The Cardinal, 84, who headed the Pontifical Council of Justice and Peace from 1984 to 1998, and Patriarch of Moscow and All Russia Alexy II, 78, met to discuss cooperation between European churches.
The Cardinal Bishop said relations between the two churches were improving, which was demonstrated by a number of impressive initiatives that had taken place over the past year, including an Orthodox-Catholic conference held in Moscow on June 14-15, and a conference on Christianity, culture and moral values on June 19-21.
A joint conference on the first pontifical encyclical letter, God is Love, is scheduled for October 18-21.
The Cardinal handed Alexy II a letter from Pope XVI and a golden pen. After reading the pontifical message the Russian patriarch promised to reply in written. "I am grateful for the care and wishes for a quick recovery. You can assure [the Pope] that I am feeling well," Alexy II told the Cardinal.

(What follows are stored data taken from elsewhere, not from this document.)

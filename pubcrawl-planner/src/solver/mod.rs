//! `CrawlPlanner` implementation.

use std::time::Instant;

use log::{debug, warn};
use pubcrawl_core::{
    Diagnostics, DistanceMatrix, DistanceOracle, PlanError, PlanRequest, PlanResponse, PlanStatus,
    Planner, PubRegistry, Route,
};
use thiserror::Error;

use crate::PlannerConfig;
use crate::candidates::select_candidates;
use crate::distance::{DistanceAccessor, EndpointDistances};
use crate::objective::route_distance;
use crate::progress::ProgressTable;
use crate::refine::Refiner;
use crate::strategy::{SearchContext, SearchOutcome};

/// Errors raised while assembling a [`CrawlPlanner`].
#[derive(Debug, Clone, PartialEq, Eq, Error)]
pub enum PlannerBuildError {
    /// The distance matrix does not cover the registry.
    #[error("distance matrix has {matrix} rows but the registry holds {registry} pubs")]
    SizeMismatch {
        /// Registry size.
        registry: usize,
        /// Matrix dimension.
        matrix: usize,
    },
    /// A configuration field is out of range.
    #[error("invalid planner configuration: {field} {reason}")]
    InvalidConfig {
        /// Offending field.
        field: &'static str,
        /// What the field must satisfy.
        reason: &'static str,
    },
}

/// Planner that searches a corridor of candidates between start and end.
///
/// A planner owns one session's registry and distance matrix and may serve
/// any number of concurrent [`plan`](Planner::plan) calls; every call keeps
/// its own endpoint cache and random state.
///
/// # Examples
/// ```rust
/// use geo::Coord;
/// use pubcrawl_core::test_support::{PlanarDistanceOracle, planar_matrix, registry_from_coords};
/// use pubcrawl_core::{PlanRequest, Planner};
/// use pubcrawl_planner::CrawlPlanner;
///
/// let registry = registry_from_coords(&[
///     Coord { x: 0.002, y: 0.0001 },
///     Coord { x: 0.006, y: -0.0001 },
/// ]);
/// let matrix = planar_matrix(&registry);
/// let planner = CrawlPlanner::new(registry, matrix, PlanarDistanceOracle)?;
/// let request = PlanRequest::new(Coord { x: 0.0, y: 0.0 }, Coord { x: 0.01, y: 0.0 }, 2);
/// let response = planner.plan(&request)?;
/// assert_eq!(response.route.pub_count(), 2);
/// # Ok::<(), Box<dyn std::error::Error>>(())
/// ```
#[derive(Debug)]
pub struct CrawlPlanner<O> {
    registry: PubRegistry,
    matrix: DistanceMatrix,
    oracle: O,
    config: PlannerConfig,
}

impl<O: DistanceOracle> CrawlPlanner<O> {
    /// Construct a planner with the default configuration.
    pub fn new(
        registry: PubRegistry,
        matrix: DistanceMatrix,
        oracle: O,
    ) -> Result<Self, PlannerBuildError> {
        Self::with_config(registry, matrix, oracle, PlannerConfig::default())
    }

    /// Construct a planner with explicit configuration.
    pub fn with_config(
        registry: PubRegistry,
        matrix: DistanceMatrix,
        oracle: O,
        config: PlannerConfig,
    ) -> Result<Self, PlannerBuildError> {
        if matrix.size() != registry.len() {
            return Err(PlannerBuildError::SizeMismatch {
                registry: registry.len(),
                matrix: matrix.size(),
            });
        }
        config.validate()?;
        Ok(Self {
            registry,
            matrix,
            oracle,
            config,
        })
    }

    /// The venues this planner chooses from.
    pub const fn registry(&self) -> &PubRegistry {
        &self.registry
    }

    /// The active configuration.
    pub const fn config(&self) -> &PlannerConfig {
        &self.config
    }
}

impl<O> Planner for CrawlPlanner<O>
where
    O: DistanceOracle + Send + Sync,
{
    fn plan(&self, request: &PlanRequest) -> Result<PlanResponse, PlanError> {
        request.validate_for(self.registry.len())?;
        let started_at = Instant::now();

        let progress = ProgressTable::new(&self.registry, request.start, request.end);
        let limit = request
            .count
            .saturating_mul(self.config.candidate_multiplier);
        let candidates =
            select_candidates(&self.registry, &progress, request.start, request.end, limit);
        debug!(
            "planning {} pubs from {} corridor candidates",
            request.count,
            candidates.len()
        );

        let endpoints = EndpointDistances::fetch(
            &self.oracle,
            &self.registry,
            &candidates,
            request.start,
            request.end,
        )
        .map_err(PlanError::Oracle)?;
        let distances = DistanceAccessor::new(&self.matrix, &endpoints);
        let context = SearchContext {
            refiner: Refiner {
                distances,
                progress: &progress,
                uniformity_weight: request.uniformity_weight,
                progress_threshold: self.config.progress_threshold,
            },
            config: &self.config,
            started_at,
        };
        let outcome = context.search(&candidates, request.count, request.seed)?;
        debug!(
            "{:?} search kept {} of {} tours",
            outcome.strategy, outcome.feasible_tours, outcome.tours_evaluated
        );

        self.respond(request, outcome, candidates.len(), &distances, started_at)
    }
}

impl<O> CrawlPlanner<O> {
    #[expect(
        clippy::float_arithmetic,
        reason = "walking time is distance divided by pace"
    )]
    fn respond(
        &self,
        request: &PlanRequest,
        outcome: SearchOutcome,
        candidates_considered: usize,
        distances: &DistanceAccessor<'_>,
        started_at: Instant,
    ) -> Result<PlanResponse, PlanError> {
        let SearchOutcome {
            route,
            strategy,
            tours_evaluated,
            feasible_tours,
        } = outcome;
        let (route, total_distance_meters, status) = match route {
            Some(found) => {
                let total = route_distance(&found, distances)?;
                let status = if feasible_tours == 0 {
                    warn!(
                        "route for {} pubs backtracks beyond the progress tolerance",
                        request.count
                    );
                    PlanStatus::ProgressRelaxed
                } else {
                    PlanStatus::Complete
                };
                (found, total, status)
            }
            None => {
                warn!(
                    "no feasible route among {tours_evaluated} sampled tours for {} pubs",
                    request.count
                );
                (Route::empty(), 0.0, PlanStatus::NoFeasibleRoute)
            }
        };

        Ok(PlanResponse {
            route,
            total_distance_meters,
            estimated_time_minutes: total_distance_meters
                / self.config.walking_speed_meters_per_minute,
            requested_count: request.count,
            status,
            diagnostics: Diagnostics {
                solve_time: started_at.elapsed(),
                candidates_considered,
                strategy,
                tours_evaluated,
                feasible_tours,
            },
        })
    }
}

The patriarch was president of the Confederation of European Churches at a time when Cardinal Etchegaray headed the Council of European Episcopal Conferences at the Roman Catholic Church.
After refusing all previous invitations from Pope Benedict and his predecessor, John Paul II, the Russian patriarch, who had accused the Vatican of trying to win new converts in post-Soviet countries, regarded by the Russian Church as historically Orthodox, accepted late in June an invitation to join the Parliamentary Assembly of the Council of Europe during its October 1-5 session in Strasbourg, and will address the gathering with a keynote speech on October 2.
Russian President Vladimir Putin met with Pope Benedict during a visit to the Vatican in March this year, and pledged to help in reconciling the two divided Churches.
The Eastern, Orthodox, and Western, Roman, churches split in 1054 AD.